++++ WORKING DATA
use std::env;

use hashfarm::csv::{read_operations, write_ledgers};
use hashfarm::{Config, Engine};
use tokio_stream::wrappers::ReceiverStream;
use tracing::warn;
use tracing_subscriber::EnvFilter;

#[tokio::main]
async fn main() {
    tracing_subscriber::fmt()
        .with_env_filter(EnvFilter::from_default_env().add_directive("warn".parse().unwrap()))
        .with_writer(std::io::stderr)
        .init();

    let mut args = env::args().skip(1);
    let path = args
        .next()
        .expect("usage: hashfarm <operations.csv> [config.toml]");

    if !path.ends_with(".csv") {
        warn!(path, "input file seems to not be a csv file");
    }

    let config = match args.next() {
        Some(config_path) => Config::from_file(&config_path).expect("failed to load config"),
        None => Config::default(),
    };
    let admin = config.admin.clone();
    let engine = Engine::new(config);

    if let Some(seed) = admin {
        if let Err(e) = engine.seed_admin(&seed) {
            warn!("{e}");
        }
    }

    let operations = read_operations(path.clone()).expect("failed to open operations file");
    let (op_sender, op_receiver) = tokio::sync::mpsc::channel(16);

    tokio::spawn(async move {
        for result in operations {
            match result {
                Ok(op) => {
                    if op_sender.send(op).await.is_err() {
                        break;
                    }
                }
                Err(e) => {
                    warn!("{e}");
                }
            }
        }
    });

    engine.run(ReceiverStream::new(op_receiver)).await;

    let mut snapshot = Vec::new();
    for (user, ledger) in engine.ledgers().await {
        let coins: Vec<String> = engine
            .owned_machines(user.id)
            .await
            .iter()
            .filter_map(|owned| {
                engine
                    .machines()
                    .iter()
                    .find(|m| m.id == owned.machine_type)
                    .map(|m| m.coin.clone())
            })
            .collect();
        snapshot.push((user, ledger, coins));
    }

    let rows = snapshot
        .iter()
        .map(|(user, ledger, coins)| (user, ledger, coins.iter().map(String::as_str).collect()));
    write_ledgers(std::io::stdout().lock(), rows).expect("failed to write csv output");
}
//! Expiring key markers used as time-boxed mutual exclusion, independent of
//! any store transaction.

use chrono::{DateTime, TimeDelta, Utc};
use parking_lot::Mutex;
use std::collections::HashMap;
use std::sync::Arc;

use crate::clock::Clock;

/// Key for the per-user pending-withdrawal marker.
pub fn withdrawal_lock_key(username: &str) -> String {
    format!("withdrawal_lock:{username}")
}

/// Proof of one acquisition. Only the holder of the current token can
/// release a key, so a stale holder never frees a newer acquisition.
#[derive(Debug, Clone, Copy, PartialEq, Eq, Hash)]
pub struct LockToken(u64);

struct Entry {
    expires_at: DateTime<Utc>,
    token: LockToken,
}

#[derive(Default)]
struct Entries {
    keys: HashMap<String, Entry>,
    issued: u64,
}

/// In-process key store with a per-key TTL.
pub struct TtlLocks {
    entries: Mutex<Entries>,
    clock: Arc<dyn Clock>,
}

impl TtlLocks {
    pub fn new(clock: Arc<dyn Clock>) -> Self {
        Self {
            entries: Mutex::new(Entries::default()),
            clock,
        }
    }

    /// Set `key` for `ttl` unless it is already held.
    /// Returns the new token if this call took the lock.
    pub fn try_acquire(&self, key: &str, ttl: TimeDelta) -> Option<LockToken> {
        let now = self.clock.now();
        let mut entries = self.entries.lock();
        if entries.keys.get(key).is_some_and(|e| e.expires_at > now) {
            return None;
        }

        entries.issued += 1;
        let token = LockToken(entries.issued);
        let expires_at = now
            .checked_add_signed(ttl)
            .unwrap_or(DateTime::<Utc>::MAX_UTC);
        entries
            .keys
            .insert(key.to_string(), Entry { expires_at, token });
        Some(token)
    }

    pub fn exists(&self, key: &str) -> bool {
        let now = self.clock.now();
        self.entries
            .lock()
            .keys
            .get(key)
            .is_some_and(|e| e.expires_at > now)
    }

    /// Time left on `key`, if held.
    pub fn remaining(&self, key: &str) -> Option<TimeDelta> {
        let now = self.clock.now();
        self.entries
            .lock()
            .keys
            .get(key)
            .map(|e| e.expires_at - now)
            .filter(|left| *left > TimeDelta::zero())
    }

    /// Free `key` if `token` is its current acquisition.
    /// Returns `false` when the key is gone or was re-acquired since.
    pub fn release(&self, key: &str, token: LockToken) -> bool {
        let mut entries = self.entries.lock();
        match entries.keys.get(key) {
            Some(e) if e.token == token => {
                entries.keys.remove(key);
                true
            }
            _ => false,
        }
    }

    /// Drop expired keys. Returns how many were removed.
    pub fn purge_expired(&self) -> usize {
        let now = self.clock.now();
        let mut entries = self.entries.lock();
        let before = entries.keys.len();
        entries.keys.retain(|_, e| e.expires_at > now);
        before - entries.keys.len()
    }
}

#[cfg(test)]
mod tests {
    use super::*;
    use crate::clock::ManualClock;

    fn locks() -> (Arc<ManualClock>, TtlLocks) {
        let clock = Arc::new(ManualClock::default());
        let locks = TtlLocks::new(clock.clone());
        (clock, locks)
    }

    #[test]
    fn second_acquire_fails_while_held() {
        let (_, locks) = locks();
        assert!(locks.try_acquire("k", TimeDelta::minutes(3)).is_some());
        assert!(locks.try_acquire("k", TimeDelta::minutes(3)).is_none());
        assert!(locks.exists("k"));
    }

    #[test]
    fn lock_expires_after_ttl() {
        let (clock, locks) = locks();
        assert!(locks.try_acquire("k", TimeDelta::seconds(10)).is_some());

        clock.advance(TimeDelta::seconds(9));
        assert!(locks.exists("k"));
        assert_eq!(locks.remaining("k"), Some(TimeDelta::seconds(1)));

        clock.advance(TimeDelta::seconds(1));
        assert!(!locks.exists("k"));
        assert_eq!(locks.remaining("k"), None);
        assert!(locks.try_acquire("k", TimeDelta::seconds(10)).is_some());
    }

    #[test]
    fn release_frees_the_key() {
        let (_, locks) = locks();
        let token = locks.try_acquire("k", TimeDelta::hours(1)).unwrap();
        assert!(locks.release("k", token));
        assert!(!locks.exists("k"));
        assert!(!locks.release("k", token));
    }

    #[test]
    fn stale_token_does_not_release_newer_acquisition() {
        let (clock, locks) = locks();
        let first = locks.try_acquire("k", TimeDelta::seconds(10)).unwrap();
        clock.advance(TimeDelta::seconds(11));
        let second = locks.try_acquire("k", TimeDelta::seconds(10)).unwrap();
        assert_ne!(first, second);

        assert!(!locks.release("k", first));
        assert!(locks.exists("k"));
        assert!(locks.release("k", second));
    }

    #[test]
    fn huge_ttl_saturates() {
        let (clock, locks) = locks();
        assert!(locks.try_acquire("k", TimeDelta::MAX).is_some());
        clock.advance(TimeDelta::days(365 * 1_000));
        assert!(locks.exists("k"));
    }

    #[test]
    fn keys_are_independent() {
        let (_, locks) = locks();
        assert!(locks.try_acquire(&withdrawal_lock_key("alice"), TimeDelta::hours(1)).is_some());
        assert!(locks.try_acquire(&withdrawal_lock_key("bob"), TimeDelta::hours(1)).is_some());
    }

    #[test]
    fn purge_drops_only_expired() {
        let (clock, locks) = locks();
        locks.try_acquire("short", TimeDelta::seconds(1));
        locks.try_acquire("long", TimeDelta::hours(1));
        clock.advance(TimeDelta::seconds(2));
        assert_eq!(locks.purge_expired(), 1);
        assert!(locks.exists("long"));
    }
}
++++++++
TASK OBJECTIVE: Extract each record, keeping it identical to the original.

EXERCISE OUTPUT:
use std::env;

use hashfarm::csv::{read_operations, write_ledgers};
use hashfarm::{Config, Engine};
use tokio_stream::wrappers::ReceiverStream;
use tracing::warn;
use tracing_subscriber::EnvFilter;

#[tokio::main]
async fn main() {
    tracing_subscriber::fmt()
        .with_env_filter(EnvFilter::from_default_env().add_directive("warn".parse().unwrap()))
        .with_writer(std::io::stderr)
        .init();

    let mut args = env::args().skip(1);
    let path = args
        .next()
        .expect("usage: hashfarm <operations.csv> [config.toml]");

    if !path.ends_with(".csv") {
        warn!(path, "input file seems to not be a csv file");
    }

    let config = match args.next() {
        Some(config_path) => Config::from_file(&config_path).expect("failed to load config"),
        None => Config::default(),
    };
    let admin = config.admin.clone();
    let engine = Engine::new(config);

    if let Some(seed) = admin {
        if let Err(e) = engine.seed_admin(&seed) {
            warn!("{e}");
        }
    }

    let operations = read_operations(path.clone()).expect("failed to open operations file");
    let (op_sender, op_receiver) = tokio::sync::mpsc::channel(16);

    tokio::spawn(async move {
        for result in operations {
            match result {
                Ok(op) => {
                    if op_sender.send(op).await.is_err() {
                        break;
                    }
                }
                Err(e) => {
                    warn!("{e}");
                }
            }
        }
    });

    engine.run(ReceiverStream::new(op_receiver)).await;

    let mut snapshot = Vec::new();
    for (user, ledger) in engine.ledgers().await {
        let coins: Vec<String> = engine
            .owned_machines(user.id)
            .await
            .iter()
            .filter_map(|owned| {
                engine
                    .machines()
                    .iter()
                    .find(|m| m.id == owned.machine_type)
                    .map(|m| m.coin.clone())
            })
            .collect();
        snapshot.push((user, ledger, coins));
    }

    let rows = snapshot
        .iter()
        .map(|(user, ledger, coins)| (user, ledger, coins.iter().map(String::as_str).collect()));
    write_ledgers(std::io::stdout().lock(), rows).expect("failed to write csv output");
}
//! Expiring key markers used as time-boxed mutual exclusion, independent of
//! any store transaction.

use chrono::{DateTime, TimeDelta, Utc};
use parking_lot::Mutex;
use std::collections::HashMap;
use std::sync::Arc;

use crate::clock::Clock;

/// Key for the per-user pending-withdrawal marker.
pub fn withdrawal_lock_key(username: &str) -> String {
    format!("withdrawal_lock:{username}")
}

/// Proof of one acquisition. Only the holder of the current token can
/// release a key, so a stale holder never frees a newer acquisition.
#[derive(Debug, Clone, Copy, PartialEq, Eq, Hash)]
pub struct LockToken(u64);

struct Entry {
    expires_at: DateTime<Utc>,
    token: LockToken,
}

#[derive(Default)]
struct Entries {
    keys: HashMap<String, Entry>,
    issued: u64,
}

/// In-process key store with a per-key TTL.
pub struct TtlLocks {
    entries: Mutex<Entries>,
    clock: Arc<dyn Clock>,
}

impl TtlLocks {
    pub fn new(clock: Arc<dyn Clock>) -> Self {
        Self {
            entries: Mutex::new(Entries::default()),
            clock,
        }
    }

    /// Set `key` for `ttl` unless it is already held.
    /// Returns the new token if this call took the lock.
    pub fn try_acquire(&self, key: &str, ttl: TimeDelta) -> Option<LockToken> {
        let now = self.clock.now();
        let mut entries = self.entries.lock();
        if entries.keys.get(key).is_some_and(|e| e.expires_at > now) {
            return None;
        }

        entries.issued += 1;
        let token = LockToken(entries.issued);
        let expires_at = now
            .checked_add_signed(ttl)
            .unwrap_or(DateTime::<Utc>::MAX_UTC);
        entries
            .keys
            .insert(key.to_string(), Entry { expires_at, token });
        Some(token)
    }

    pub fn exists(&self, key: &str) -> bool {
        let now = self.clock.now();
        self.entries
            .lock()
            .keys
            .get(key)
            .is_some_and(|e| e.expires_at > now)
    }

    /// Time left on `key`, if held.
    pub fn remaining(&self, key: &str) -> Option<TimeDelta> {
        let now = self.clock.now();
        self.entries
            .lock()
            .keys
            .get(key)
            .map(|e| e.expires_at - now)
            .filter(|left| *left > TimeDelta::zero())
    }

    /// Free `key` if `token` is its current acquisition.
    /// Returns `false` when the key is gone or was re-acquired since.
    pub fn release(&self, key: &str, token: LockToken) -> bool {
        let mut entries = self.entries.lock();
        match entries.keys.get(key) {
            Some(e) if e.token == token => {
                entries.keys.remove(key);
                true
            }
            _ => false,
        }
    }

    /// Drop expired keys. Returns how many were removed.
    pub fn purge_expired(&self) -> usize {
        let now = self.clock.now();
        let mut entries = self.entries.lock();
        let before = entries.keys.len();
        entries.keys.retain(|_, e| e.expires_at > now);
        before - entries.keys.len()
    }
}

#[cfg(test)]
mod tests {
    use super::*;
    use crate::clock::ManualClock;

    fn locks() -> (Arc<ManualClock>, TtlLocks) {
        let clock = Arc::new(ManualClock::default());
        let locks = TtlLocks::new(clock.clone());
        (clock, locks)
    }

    #[test]
    fn second_acquire_fails_while_held() {
        let (_, locks) = locks();
        assert!(locks.try_acquire("k", TimeDelta::minutes(3)).is_some());
        assert!(locks.try_acquire("k", TimeDelta::minutes(3)).is_none());
        assert!(locks.exists("k"));
    }

    #[test]
    fn lock_expires_after_ttl() {
        let (clock, locks) = locks();
        assert!(locks.try_acquire("k", TimeDelta::seconds(10)).is_some());

        clock.advance(TimeDelta::seconds(9));
        assert!(locks.exists("k"));
        assert_eq!(locks.remaining("k"), Some(TimeDelta::seconds(1)));

        clock.advance(TimeDelta::seconds(1));
        assert!(!locks.exists("k"));
        assert_eq!(locks.remaining("k"), None);
        assert!(locks.try_acquire("k", TimeDelta::seconds(10)).is_some());
    }

    #[test]
    fn release_frees_the_key() {
        let (_, locks) = locks();
        let token = locks.try_acquire("k", TimeDelta::hours(1)).unwrap();
        assert!(locks.release("k", token));
        assert!(!locks.exists("k"));
        assert!(!locks.release("k", token));
    }

    #[test]
    fn stale_token_does_not_release_newer_acquisition() {
        let (clock, locks) = locks();
        let first = locks.try_acquire("k", TimeDelta::seconds(10)).unwrap();
        clock.advance(TimeDelta::seconds(11));
        let second = locks.try_acquire("k", TimeDelta::seconds(10)).unwrap();
        assert_ne!(first, second);

        assert!(!locks.release("k", first));
        assert!(locks.exists("k"));
        assert!(locks.release("k", second));
    }

    #[test]
    fn huge_ttl_saturates() {
        let (clock, locks) = locks();
        assert!(locks.try_acquire("k", TimeDelta::MAX).is_some());
        clock.advance(TimeDelta::days(365 * 1_000));
        assert!(locks.exists("k"));
    }

    #[test]
    fn keys_are_independent() {
        let (_, locks) = locks();
        assert!(locks.try_acquire(&withdrawal_lock_key("alice"), TimeDelta::hours(1)).is_some());
        assert!(locks.try_acquire(&withdrawal_lock_key("bob"), TimeDelta::hours(1)).is_some());
    }

    #[test]
    fn purge_drops_only_expired() {
        let (clock, locks) = locks();
        locks.try_acquire("short", TimeDelta::seconds(1));
        locks.try_acquire("long", TimeDelta::hours(1));
        clock.advance(TimeDelta::seconds(2));
        assert_eq!(locks.purge_expired(), 1);
        assert!(locks.exists("long"));
    }
}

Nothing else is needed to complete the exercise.